- [Extracted records]:
++++++++

//! Deterministic classification of board tasks.
//!
//! Derives the attributes the policy engine works with: repo mapping hints,
//! dependencies, exclusivity keys, and the hold/critical/epic predicates.
//! Everything here is a pure function over the task's title, description,
//! and tag set.

use std::collections::{BTreeMap, BTreeSet};

use crate::core::types::BoardTask;

pub const TAG_EPIC: &str = "epic";
pub const TAG_HOLD: &str = "hold";
pub const TAG_HOLD_QUEUED_CRITICAL: &str = "hold:queued-critical";
pub const TAG_NO_AUTO: &str = "no-auto";
pub const TAG_NO_REPO: &str = "no-repo";
pub const TAG_CRITICAL: &str = "critical";
pub const TAG_STORY: &str = "story";
pub const TAG_EPIC_CHILD: &str = "epic-child";

pub const TAG_PAUSED: &str = "paused";
pub const TAG_PAUSED_CRITICAL: &str = "paused:critical";
pub const TAG_PAUSED_MISSING_WORKER: &str = "paused:missing-worker";
pub const TAG_PAUSED_STALE_WORKER: &str = "paused:stale-worker";
pub const TAG_PAUSED_THRASH: &str = "paused:thrash";
pub const TAG_PAUSED_ARTIFACT: &str = "paused:artifact";

pub const TAG_AUTO_BLOCKED: &str = "auto-blocked";
pub const TAG_BLOCKED_DEPS: &str = "blocked:deps";
pub const TAG_BLOCKED_EXCLUSIVE: &str = "blocked:exclusive";
pub const TAG_BLOCKED_REPO: &str = "blocked:repo";
pub const TAG_BLOCKED_THRASH: &str = "blocked:thrash";
pub const TAG_BLOCKED_ARTIFACT: &str = "blocked:artifact";

pub const TAG_NEEDS_REWORK: &str = "needs-rework";
pub const TAG_REVIEW_AUTO: &str = "review:auto";
pub const TAG_REVIEW_PENDING: &str = "review:pending";
pub const TAG_REVIEW_INFLIGHT: &str = "review:inflight";
pub const TAG_REVIEW_PASS: &str = "review:pass";
pub const TAG_REVIEW_REWORK: &str = "review:rework";
pub const TAG_REVIEW_BLOCKED_WIP: &str = "review:blocked:wip";
pub const TAG_REVIEW_ERROR: &str = "review:error";
pub const TAG_REVIEW_SKIP: &str = "review:skip";
pub const TAG_REVIEW_RERUN: &str = "review:rerun";
pub const TAG_REVIEW_RETRY: &str = "review:retry";

pub const TAG_DOCS_AUTO: &str = "docs:auto";
pub const TAG_DOCS_PENDING: &str = "docs:pending";
pub const TAG_DOCS_INFLIGHT: &str = "docs:inflight";
pub const TAG_DOCS_COMPLETED: &str = "docs:completed";
pub const TAG_DOCS_SKIP: &str = "docs:skip";
pub const TAG_DOCS_ERROR: &str = "docs:error";
pub const TAG_DOCS_RETRY: &str = "docs:retry";

/// Where a repo hint was found (diagnostics only).
#[derive(Debug, Clone, Copy, PartialEq, Eq)]
pub enum RepoHintSource {
    Tag,
    Description,
    Title,
}

/// Outcome of resolving a task's repo mapping.
#[derive(Debug, Clone, PartialEq, Eq)]
pub enum RepoResolution {
    /// Explicit `no-repo` opt-out: automation proceeds with an empty path.
    NoRepo,
    /// Hint resolved to a concrete key + path.
    Resolved {
        key: String,
        path: String,
        source: RepoHintSource,
    },
    /// A hint exists but the key is not in the repo map.
    Unmapped { key: String },
    /// No hint anywhere.
    Missing,
}

impl RepoResolution {
    pub fn is_actionable(&self) -> bool {
        matches!(self, RepoResolution::NoRepo | RepoResolution::Resolved { .. })
    }

    /// (repo_key, repo_path) as passed to spawn commands.
    pub fn spawn_args(&self) -> (String, String) {
        match self {
            RepoResolution::Resolved { key, path, .. } => (key.clone(), path.clone()),
            _ => (String::new(), String::new()),
        }
    }
}

fn lower_tags(tags: &BTreeSet<String>) -> BTreeSet<String> {
    tags.iter().map(|t| t.trim().to_ascii_lowercase()).collect()
}

/// Any tag that makes a task non-actionable for normal flow: manual holds,
/// pause tags, and durable blocked reasons.
pub fn is_held(tags: &BTreeSet<String>) -> bool {
    let lower = lower_tags(tags);
    lower.contains(TAG_HOLD)
        || lower.contains(TAG_NO_AUTO)
        || lower.contains(TAG_PAUSED)
        || lower
            .iter()
            .any(|t| t.starts_with("hold:") || t.starts_with("paused:") || t.starts_with("blocked:"))
}

/// Hard holds are human intent to stop automation. Orchestrator-owned fences
/// (`hold:queued-critical`) do not count, so a queued critical can still be
/// selected and unfenced. Pause/blocked tags do not count either: a paused
/// critical must still preempt throughput.
pub fn is_hard_hold(tags: &BTreeSet<String>) -> bool {
    let lower = lower_tags(tags);
    if lower.contains(TAG_HOLD) {
        // `hold` alongside the orchestrator fence is a legacy artifact of
        // older runs; treat it as orchestrator-managed so we can unqueue.
        return !lower.contains(TAG_HOLD_QUEUED_CRITICAL);
    }
    if lower.contains(TAG_NO_AUTO) {
        return true;
    }
    lower
        .iter()
        .any(|t| t.starts_with("hold:") && t != TAG_HOLD_QUEUED_CRITICAL)
}

pub fn is_epic(task: &BoardTask) -> bool {
    task.has_tag(TAG_EPIC) || task.title.to_ascii_lowercase().starts_with("epic:")
}

pub fn is_critical(tags: &BTreeSet<String>) -> bool {
    lower_tags(tags).contains(TAG_CRITICAL)
}

/// Pause tags currently present on the task (`paused` and `paused:*`).
pub fn paused_tags(tags: &BTreeSet<String>) -> Vec<String> {
    tags.iter()
        .filter(|t| {
            let l = t.trim().to_ascii_lowercase();
            l == TAG_PAUSED || l.starts_with("paused:")
        })
        .cloned()
        .collect()
}

/// Parse `Depends on:` / `Dependencies:` / `Dependency:` from a description.
/// Accepts comma- or whitespace-separated `#id` tokens.
pub fn parse_dependencies(description: &str) -> Vec<i64> {
    let mut out = Vec::new();
    for line in description.lines() {
        // Ids are digits, so parsing the lowercased line is lossless.
        let lower = line.trim().to_ascii_lowercase();
        let rest = ["depends on", "dependencies", "dependency"]
            .iter()
            .find_map(|prefix| lower.strip_prefix(*prefix)?.trim_start().strip_prefix(':'));
        let Some(rest) = rest else { continue };
        for token in rest.split(|c: char| c == ',' || c.is_whitespace()) {
            let token = token.trim().trim_start_matches('#');
            if token.is_empty() {
                continue;
            }
            if let Ok(id) = token.parse::<i64>() {
                out.push(id);
            }
        }
        break;
    }
    out
}

/// Union of `exclusive:<key>` tags and the `Exclusive: k1,k2` description
/// line, normalized to lowercase, first occurrence wins.
pub fn parse_exclusive_keys(tags: &BTreeSet<String>, description: &str) -> Vec<String> {
    let mut out: Vec<String> = Vec::new();
    let mut push = |key: &str| {
        let key = key.trim().to_ascii_lowercase();
        if !key.is_empty() && !out.contains(&key) {
            out.push(key);
        }
    };

    for tag in tags {
        if let Some((head, tail)) = tag.split_once(':') {
            if head.trim().eq_ignore_ascii_case("exclusive") {
                push(tail);
            }
        }
    }
    for line in description.lines() {
        let lower = line.trim().to_ascii_lowercase();
        if let Some(tail) = lower.strip_prefix("exclusive") {
            if let Some(tail) = tail.trim_start().strip_prefix(':') {
                for part in tail.split(',') {
                    push(part);
                }
                break;
            }
        }
    }
    out
}

/// Normalize a repo key: lowercase, non-alphanumeric runs collapse to `-`.
pub fn normalize_repo_key(key: &str) -> String {
    let mut out = String::with_capacity(key.len());
    let mut pending_dash = false;
    for c in key.trim().chars() {
        let c = c.to_ascii_lowercase();
        if c.is_ascii_alphanumeric() {
            if pending_dash && !out.is_empty() {
                out.push('-');
            }
            pending_dash = false;
            out.push(c);
        } else {
            pending_dash = true;
        }
    }
    out
}

/// First-match repo hint: tag `repo:<key>`, description `Repo: ...`, then
/// (optionally) a legacy `<key>:` title prefix.
pub fn parse_repo_hint(
    tags: &BTreeSet<String>,
    description: &str,
    title: &str,
    allow_title_prefix: bool,
) -> Option<(String, RepoHintSource)> {
    for tag in tags {
        if let Some((head, tail)) = tag.split_once(':') {
            if head.trim().eq_ignore_ascii_case("repo") && !tail.trim().is_empty() {
                return Some((tail.trim().to_string(), RepoHintSource::Tag));
            }
        }
    }
    for line in description.lines() {
        let trimmed = line.trim();
        let lower = trimmed.to_ascii_lowercase();
        if let Some(tail) = lower.strip_prefix("repo") {
            if let Some(tail) = tail.trim_start().strip_prefix(':') {
                let offset = trimmed.len() - tail.len();
                let value = trimmed[offset..].trim();
                if !value.is_empty() {
                    return Some((value.to_string(), RepoHintSource::Description));
                }
            }
        }
    }
    if allow_title_prefix {
        if let Some((prefix, _rest)) = title.split_once(':') {
            let prefix = prefix.trim();
            let valid = !prefix.is_empty()
                && prefix
                    .chars()
                    .all(|c| c.is_ascii_alphanumeric() || c == '_' || c == '-' || c == '/');
            if valid {
                // Multi-segment prefixes like "Web/Playground:" hint the
                // first segment.
                let head = prefix.split('/').next().unwrap_or(prefix).trim();
                if !head.is_empty() {
                    return Some((head.to_string(), RepoHintSource::Title));
                }
            }
        }
    }
    None
}

/// Resolve a task's repo mapping against the merged repo map.
pub fn resolve_repo(
    task: &BoardTask,
    repo_map: &BTreeMap<String, String>,
    allow_title_prefix: bool,
) -> RepoResolution {
    if task.has_tag(TAG_NO_REPO) {
        return RepoResolution::NoRepo;
    }
    let Some((hint, source)) =
        parse_repo_hint(&task.tags, &task.description, &task.title, allow_title_prefix)
    else {
        return RepoResolution::Missing;
    };

    // Direct path hint (Repo: /path/to/repo).
    if hint.contains('/') {
        let key = normalize_repo_key(hint.rsplit('/').next().unwrap_or(&hint));
        return RepoResolution::Resolved {
            key,
            path: hint.clone(),
            source,
        };
    }

    let key = normalize_repo_key(&hint);
    if key.is_empty() {
        return RepoResolution::Missing;
    }
    match repo_map.get(&key) {
        Some(path) => RepoResolution::Resolved {
            key,
            path: path.clone(),
            source,
        },
        None => RepoResolution::Unmapped { key },
    }
}

#[cfg(test)]
mod tests {
    use super::*;

    fn tags(list: &[&str]) -> BTreeSet<String> {
        list.iter().map(|s| s.to_string()).collect()
    }

    fn task_with(tags_list: &[&str], description: &str, title: &str) -> BoardTask {
        BoardTask {
            id: 1,
            column: crate::core::types::Column::Backlog,
            position: 1,
            swimlane: "Default swimlane".to_string(),
            title: title.to_string(),
            description: description.to_string(),
            tags: tags(tags_list),
        }
    }

    #[test]
    fn dependencies_accept_all_header_spellings() {
        assert_eq!(parse_dependencies("Depends on: #12, #13"), vec![12, 13]);
        assert_eq!(parse_dependencies("dependencies: 7 8"), vec![7, 8]);
        assert_eq!(parse_dependencies("Dependency: #99"), vec![99]);
        assert!(parse_dependencies("No deps here").is_empty());
    }

    #[test]
    fn dependencies_only_first_header_line_counts() {
        let desc = "Depends on: #1\nDepends on: #2";
        assert_eq!(parse_dependencies(desc), vec![1]);
    }

    #[test]
    fn exclusive_keys_union_tags_and_description() {
        let keys = parse_exclusive_keys(
            &tags(&["exclusive:DB", "repo:server"]),
            "Exclusive: db, migrations",
        );
        assert_eq!(keys, vec!["db".to_string(), "migrations".to_string()]);
    }

    #[test]
    fn held_covers_hold_pause_and_blocked_tags() {
        assert!(is_held(&tags(&["hold"])));
        assert!(is_held(&tags(&["no-auto"])));
        assert!(is_held(&tags(&["paused:thrash"])));
        assert!(is_held(&tags(&["blocked:deps"])));
        assert!(!is_held(&tags(&["critical", "repo:server"])));
    }

    #[test]
    fn queued_critical_fence_is_not_a_hard_hold() {
        assert!(!is_hard_hold(&tags(&["hold:queued-critical", "critical"])));
        assert!(!is_hard_hold(&tags(&["hold", "hold:queued-critical"])));
        assert!(is_hard_hold(&tags(&["hold"])));
        assert!(is_hard_hold(&tags(&["hold:manual"])));
        assert!(!is_hard_hold(&tags(&["paused:critical", "critical"])));
    }

    #[test]
    fn repo_hint_prefers_tag_over_description_over_title() {
        let task = task_with(&["repo:server"], "Repo: web", "api: do thing");
        let (hint, source) =
            parse_repo_hint(&task.tags, &task.description, &task.title, true).expect("hint");
        assert_eq!(hint, "server");
        assert_eq!(source, RepoHintSource::Tag);

        let task = task_with(&[], "Repo: web", "api: do thing");
        let (hint, source) =
            parse_repo_hint(&task.tags, &task.description, &task.title, true).expect("hint");
        assert_eq!(hint, "web");
        assert_eq!(source, RepoHintSource::Description);

        let task = task_with(&[], "", "Web/Playground: fix layout");
        let (hint, source) =
            parse_repo_hint(&task.tags, &task.description, &task.title, true).expect("hint");
        assert_eq!(hint, "Web");
        assert_eq!(source, RepoHintSource::Title);

        let task = task_with(&[], "", "api: do thing");
        assert!(parse_repo_hint(&task.tags, &task.description, &task.title, false).is_none());
    }

    #[test]
    fn repo_resolution_uses_map_and_no_repo_opt_out() {
        let mut map = BTreeMap::new();
        map.insert("server".to_string(), "/repos/server".to_string());

        let task = task_with(&["repo:Server"], "", "t");
        match resolve_repo(&task, &map, true) {
            RepoResolution::Resolved { key, path, .. } => {
                assert_eq!(key, "server");
                assert_eq!(path, "/repos/server");
            }
            other => panic!("unexpected resolution: {other:?}"),
        }

        let task = task_with(&["repo:unknown"], "", "t");
        assert_eq!(
            resolve_repo(&task, &map, true),
            RepoResolution::Unmapped { key: "unknown".to_string() }
        );

        let task = task_with(&["no-repo"], "", "t");
        assert_eq!(resolve_repo(&task, &map, true), RepoResolution::NoRepo);

        let task = task_with(&[], "", "plain title");
        assert_eq!(resolve_repo(&task, &map, true), RepoResolution::Missing);
    }

    #[test]
    fn normalize_repo_key_collapses_punctuation() {
        assert_eq!(normalize_repo_key("My Repo!"), "my-repo");
        assert_eq!(normalize_repo_key("--server--"), "server");
        assert_eq!(normalize_repo_key(""), "");
    }
}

++++++++

Each line in the data that holds the string "contains" needs to be copied.

    lower.contains(TAG_HOLD)
        || lower.contains(TAG_NO_AUTO)
        || lower.contains(TAG_PAUSED)
    if lower.contains(TAG_HOLD) {
        return !lower.contains(TAG_HOLD_QUEUED_CRITICAL);
    if lower.contains(TAG_NO_AUTO) {
    lower_tags(tags).contains(TAG_CRITICAL)
        if !key.is_empty() && !out.contains(&key) {
    if hint.contains('/') {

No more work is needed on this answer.